Ellipse: geometric equivalence of two definitions

[lemma28]

I've been stuck with this problem:

An ellipse can be defined as
1) locus of points for which is constant the sum of the distances from two fixed points (foci)
2) locus of points for which is constant the ratio between the distances from a fixed point (focus) and a fixed line (directrix). The ratio value is the eccentricity of the ellipse.

I would like to find a pure geometric demonstration that property 1) implies 2) and/or vice-versa.

It's easy to demonstrate the equivalence between the two definitions if one translates the properties into analytical relationships between the coordinates of the locus points (cartesian or polar). I'm not interested in that.

I would like to find a (possibly elegant) proof of the equivalence between definition 1) and 2) via pure geometric arguments (a la Euclide): with no coordinates but just geometric relationships, based on ruler and compass.

I've searched the net and various textbook but haven't find nothing similar (even if I have found out several interesting geometrical constructions based on properties 1) or 2) that could be the first half of the bridge to proving the equivalence, i.e. the http://gallica.bnf.fr/ark:/12148/bpt6k99630k/f240" seems interesting).

Any help from a true geometry lover will be appreciated.

 

[tiny-tim]

Hi lemma28!

Any help from a true geometry lover will be appreciated.
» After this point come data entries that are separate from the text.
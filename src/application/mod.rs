pub mod download_coordinator;
pub mod link;
pub mod locator;
pub mod probe;
pub mod progress;
pub mod reconciler;

pub use download_coordinator::{DownloadCoordinator, SessionEvent};
pub use locator::FfmpegLocator;
pub use reconciler::reconcile;
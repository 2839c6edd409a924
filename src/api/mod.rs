mod client;
#[cfg(test)]
pub mod fake;
mod models;
mod thumbnail;

use std::path::PathBuf;

use async_trait::async_trait;

use crate::domain::ProgressEvent;

pub use client::{ApiError, Result, YtDlpClient};
pub use models::{AudioExtraction, DownloadOptions, ProbeScope, RawInfo, YtDlpConfig};
pub use thumbnail::{Thumbnail, ThumbnailClient};

/// The extraction tool everything is delegated to.
#[async_trait]
pub trait Extractor: Send + Sync {
    /// Resolve metadata without transferring any media.
    async fn extract_info(&self, url: &str, scope: ProbeScope) -> Result<RawInfo>;

    /// Download one URL. `progress` is called for every byte-progress report,
    /// in order, on the calling task. Returns the final file when the tool named it.
    async fn download(
        &self,
        url: &str,
        options: &DownloadOptions,
        progress: &mut (dyn FnMut(ProgressEvent) + Send),
    ) -> Result<Option<PathBuf>>;
}
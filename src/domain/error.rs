use thiserror::Error;

#[derive(Debug, Clone, Error, PartialEq)]
pub enum AppError {
    #[error("Empty link! Paste a YouTube link")]
    EmptyLink,

    #[error("Invalid link! Use a YouTube link")]
    InvalidLink,

    #[error("Select at least one video to download")]
    NothingSelected,

    #[error("No item number {0} in this playlist")]
    InvalidSelection(usize),

    #[error("Analyze a link first")]
    NotAnalyzed,

    #[error("Another {0} is already in progress")]
    Busy(&'static str),

    #[error("Could not analyze the link: {0}")]
    Probe(String),

    #[error("I/O error: {0}")]
    Io(String),
}
//! Scripted extractor for tests.

use std::collections::HashMap;
use std::path::PathBuf;
use std::sync::Mutex;

use async_trait::async_trait;

use super::{ApiError, DownloadOptions, Extractor, ProbeScope, RawInfo, Result};
use crate::domain::{ProgressEvent, ProgressPhase};

#[derive(Debug, Clone, Default)]
pub struct FakeDownload {
    pub events: Vec<ProgressEvent>,
    /// Title substituted into the output template; the file is created on success
    pub title: Option<String>,
    pub error: Option<String>,
}

impl FakeDownload {
    pub fn ok(title: &str, total: u64) -> Self {
        Self {
            events: vec![
                ProgressEvent {
                    downloaded_bytes: total / 2,
                    total_bytes: Some(total),
                    phase: ProgressPhase::Downloading,
                },
                ProgressEvent {
                    downloaded_bytes: total,
                    total_bytes: Some(total),
                    phase: ProgressPhase::Downloading,
                },
                ProgressEvent {
                    downloaded_bytes: total,
                    total_bytes: Some(total),
                    phase: ProgressPhase::Finished,
                },
            ],
            title: Some(title.to_string()),
            error: None,
        }
    }

    pub fn failing(message: &str) -> Self {
        Self {
            events: vec![ProgressEvent {
                downloaded_bytes: 1024,
                total_bytes: None,
                phase: ProgressPhase::Downloading,
            }],
            title: None,
            error: Some(message.to_string()),
        }
    }
}

#[derive(Default)]
pub struct FakeExtractor {
    infos: HashMap<String, std::result::Result<RawInfo, String>>,
    downloads: HashMap<String, FakeDownload>,
    pub probes: Mutex<Vec<(String, ProbeScope)>>,
    pub calls: Mutex<Vec<(String, DownloadOptions)>>,
}

impl FakeExtractor {
    pub fn new() -> Self {
        Self::default()
    }

    pub fn with_info(mut self, url: &str, info: RawInfo) -> Self {
        self.infos.insert(url.to_string(), Ok(info));
        self
    }

    pub fn with_probe_error(mut self, url: &str, message: &str) -> Self {
        self.infos.insert(url.to_string(), Err(message.to_string()));
        self
    }

    pub fn with_download(mut self, url: &str, download: FakeDownload) -> Self {
        self.downloads.insert(url.to_string(), download);
        self
    }

    pub fn downloaded_urls(&self) -> Vec<String> {
        self.calls
            .lock()
            .unwrap()
            .iter()
            .map(|(url, _)| url.clone())
            .collect()
    }
}

pub fn raw_video(id: &str, title: &str) -> RawInfo {
    RawInfo {
        id: Some(id.to_string()),
        title: Some(title.to_string()),
        url: Some(format!("https://www.youtube.com/watch?v={}", id)),
        ..Default::default()
    }
}

#[async_trait]
impl Extractor for FakeExtractor {
    async fn extract_info(&self, url: &str, scope: ProbeScope) -> Result<RawInfo> {
        self.probes.lock().unwrap().push((url.to_string(), scope));
        match self.infos.get(url) {
            Some(Ok(info)) => Ok(info.clone()),
            Some(Err(message)) => Err(ApiError::Failed(message.clone())),
            None => Err(ApiError::Failed(format!("ERROR: Unsupported URL: {}", url))),
        }
    }

    async fn download(
        &self,
        url: &str,
        options: &DownloadOptions,
        progress: &mut (dyn FnMut(ProgressEvent) + Send),
    ) -> Result<Option<PathBuf>> {
        self.calls
            .lock()
            .unwrap()
            .push((url.to_string(), options.clone()));

        let script = self
            .downloads
            .get(url)
            .cloned()
            .unwrap_or_else(|| FakeDownload::failing("ERROR: Unsupported URL"));

        for event in script.events {
            progress(event);
        }

        if let Some(message) = script.error {
            return Err(ApiError::Failed(message));
        }

        match script.title {
            Some(title) => {
                let ext = options
                    .extract_audio
                    .as_ref()
                    .map(|audio| audio.codec.as_str())
                    .unwrap_or("mp4");
                let path = PathBuf::from(
                    options
                        .output_template
                        .replace("%(title)s", &title)
                        .replace("%(ext)s", ext)
                        .replace("%%", "%"),
                );
                std::fs::write(&path, b"media")?;
                Ok(Some(path))
            }
            None => Ok(None),
        }
    }
}
use crate::api::{Extractor, ProbeScope, RawInfo};
use crate::domain::{AppError, CollectionInfo, DownloadTarget, MediaInfo};

use super::link::{Link, LinkKind};

/// Fetch descriptive metadata for a validated link without downloading media.
///
/// Playlists are listed flat; only their first member is probed again so a
/// preview (thumbnail, duration) can be shown.
pub async fn probe(extractor: &dyn Extractor, link: &Link) -> Result<MediaInfo, AppError> {
    let scope = match link.kind {
        LinkKind::Single => ProbeScope::Single,
        LinkKind::Collection => ProbeScope::Flat,
    };

    let raw = extractor
        .extract_info(&link.url, scope)
        .await
        .map_err(|e| AppError::Probe(e.to_string()))?;

    if raw.entries.is_some() {
        return Ok(MediaInfo::Collection(collection(extractor, raw).await));
    }

    let url = raw
        .webpage_url
        .clone()
        .unwrap_or_else(|| link.url.clone());
    Ok(MediaInfo::Video(target(&raw, url, None)))
}

async fn collection(extractor: &dyn Extractor, raw: RawInfo) -> CollectionInfo {
    let mut entries: Vec<DownloadTarget> = raw
        .entries
        .iter()
        .flatten()
        .enumerate()
        .filter_map(|(index, entry)| {
            let entry = entry.as_ref()?;
            let url = entry_url(entry)?;
            Some(target(entry, url, Some(index + 1)))
        })
        .collect();

    if let Some(first) = entries.first_mut() {
        let preview = extractor.extract_info(&first.url, ProbeScope::Single).await;
        match preview {
            Ok(detail) => *first = enrich(first, &detail),
            Err(e) => log::warn!("could not load preview for {}: {}", first.url, e),
        }
    }

    CollectionInfo {
        title: raw.title.clone().unwrap_or_else(|| "Playlist".to_string()),
        uploader: raw.uploader().map(str::to_string),
        entries,
    }
}

fn entry_url(entry: &RawInfo) -> Option<String> {
    entry
        .url
        .clone()
        .or_else(|| entry.webpage_url.clone())
        .or_else(|| {
            entry
                .id
                .as_ref()
                .map(|id| format!("https://www.youtube.com/watch?v={}", id))
        })
}

fn target(raw: &RawInfo, url: String, ordinal: Option<usize>) -> DownloadTarget {
    let title = raw.title.clone().unwrap_or_else(|| match ordinal {
        Some(position) => format!("Video {}", position),
        None => "Untitled".to_string(),
    });

    DownloadTarget {
        url,
        title,
        duration: raw.duration.map(|seconds| seconds.round() as u64),
        view_count: raw.view_count,
        uploader: raw.uploader().map(str::to_string),
        thumbnail: raw.thumbnail.clone(),
        ordinal,
    }
}

/// Fill the gaps of a shallow playlist entry from a full probe of it.
fn enrich(shallow: &DownloadTarget, detail: &RawInfo) -> DownloadTarget {
    DownloadTarget {
        url: shallow.url.clone(),
        title: shallow.title.clone(),
        duration: shallow
            .duration
            .or(detail.duration.map(|seconds| seconds.round() as u64)),
        view_count: shallow.view_count.or(detail.view_count),
        uploader: shallow
            .uploader
            .clone()
            .or_else(|| detail.uploader().map(str::to_string)),
        thumbnail: detail.thumbnail.clone().or_else(|| shallow.thumbnail.clone()),
        ordinal: shallow.ordinal,
    }
}

#[cfg(test)]
mod tests {
    use super::*;
    use crate::api::fake::{raw_video, FakeExtractor};
    use crate::application::link::classify_link;

    const PLAYLIST: &str = "https://www.youtube.com/playlist?list=PL123";

    fn playlist() -> RawInfo {
        RawInfo {
            title: Some("Mix".to_string()),
            uploader: Some("Someone".to_string()),
            entries: Some(vec![
                Some(raw_video("a1", "First")),
                None,
                Some(RawInfo {
                    id: Some("c3".to_string()),
                    ..Default::default()
                }),
            ]),
            ..Default::default()
        }
    }

    #[tokio::test]
    async fn test_single_video() {
        let url = "https://www.youtube.com/watch?v=abc123";
        let extractor = FakeExtractor::new().with_info(
            url,
            RawInfo {
                title: Some("Clip".to_string()),
                duration: Some(125.4),
                view_count: Some(1_234_567),
                channel: Some("Channel".to_string()),
                thumbnail: Some("https://i.ytimg.com/vi/abc123/hq.jpg".to_string()),
                ..Default::default()
            },
        );

        let link = classify_link(url).unwrap();
        let media = probe(&extractor, &link).await.unwrap();

        let MediaInfo::Video(target) = media else {
            panic!("expected a single video");
        };
        assert_eq!(target.url, url);
        assert_eq!(target.duration, Some(125));
        assert_eq!(target.uploader.as_deref(), Some("Channel"));
        assert_eq!(target.ordinal, None);
        assert_eq!(
            extractor.probes.lock().unwrap().as_slice(),
            &[(url.to_string(), ProbeScope::Single)]
        );
    }

    #[tokio::test]
    async fn test_collection_keeps_ordinals_and_enriches_first() {
        let first_url = "https://www.youtube.com/watch?v=a1";
        let mut detail = raw_video("a1", "First (full)");
        detail.thumbnail = Some("https://i.ytimg.com/vi/a1/hq.jpg".to_string());
        detail.duration = Some(61.0);

        let extractor = FakeExtractor::new()
            .with_info(PLAYLIST, playlist())
            .with_info(first_url, detail);

        let link = classify_link(PLAYLIST).unwrap();
        let MediaInfo::Collection(collection) = probe(&extractor, &link).await.unwrap() else {
            panic!("expected a collection");
        };

        assert_eq!(collection.title, "Mix");
        assert_eq!(collection.member_count(), 2);
        assert_eq!(collection.entries[0].ordinal, Some(1));
        assert_eq!(collection.entries[0].title, "First");
        assert_eq!(
            collection.entries[0].thumbnail.as_deref(),
            Some("https://i.ytimg.com/vi/a1/hq.jpg")
        );
        assert_eq!(collection.entries[0].duration, Some(61));
        assert_eq!(collection.entries[1].ordinal, Some(3));
        assert_eq!(collection.entries[1].title, "Video 3");
        assert_eq!(collection.entries[1].url, "https://www.youtube.com/watch?v=c3");

        let probes = extractor.probes.lock().unwrap();
        assert_eq!(probes.len(), 2);
        assert_eq!(probes[0].1, ProbeScope::Flat);
        assert_eq!(probes[1], (first_url.to_string(), ProbeScope::Single));
    }

    #[tokio::test]
    async fn test_preview_failure_is_not_fatal() {
        let extractor = FakeExtractor::new().with_info(PLAYLIST, playlist());
        let link = classify_link(PLAYLIST).unwrap();
        let media = probe(&extractor, &link).await.unwrap();
        assert!(media.is_collection());
        assert!(media.thumbnail().is_none());
    }

    #[tokio::test]
    async fn test_probe_error_keeps_message() {
        let url = "https://youtu.be/gone";
        let extractor =
            FakeExtractor::new().with_probe_error(url, "ERROR: [youtube] gone: Video unavailable");
        let link = classify_link(url).unwrap();
        let err = probe(&extractor, &link).await.unwrap_err();
        assert_eq!(
            err,
            AppError::Probe("ERROR: [youtube] gone: Video unavailable".to_string())
        );
    }
}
ooh! me! I luurve geometry! :!)

Use Dandelin spheres … see the PF Library entry "https://www.physicsforums.com/library.php?do=view_item&itemid=98"c".

 

[HallsofIvy]

I've been stuck with this problem:

An ellipse can be defined as
1) locus of points for which is constant the sum of the distances from two fixed points (foci)
2) locus of points for which is constant the ratio between the distances from a fixed point (focus) and a fixed line (directrix). The ratio value is the eccentricity of the ellipse.

You can't prove the equivalence of those- they are not equivalent. (2) is true for any conic section. To get an ellipse you have to add that that ratio is larger than 0 and less than 1.

I would like to find a pure geometric demonstration that property 1) implies 2) and/or vice-versa.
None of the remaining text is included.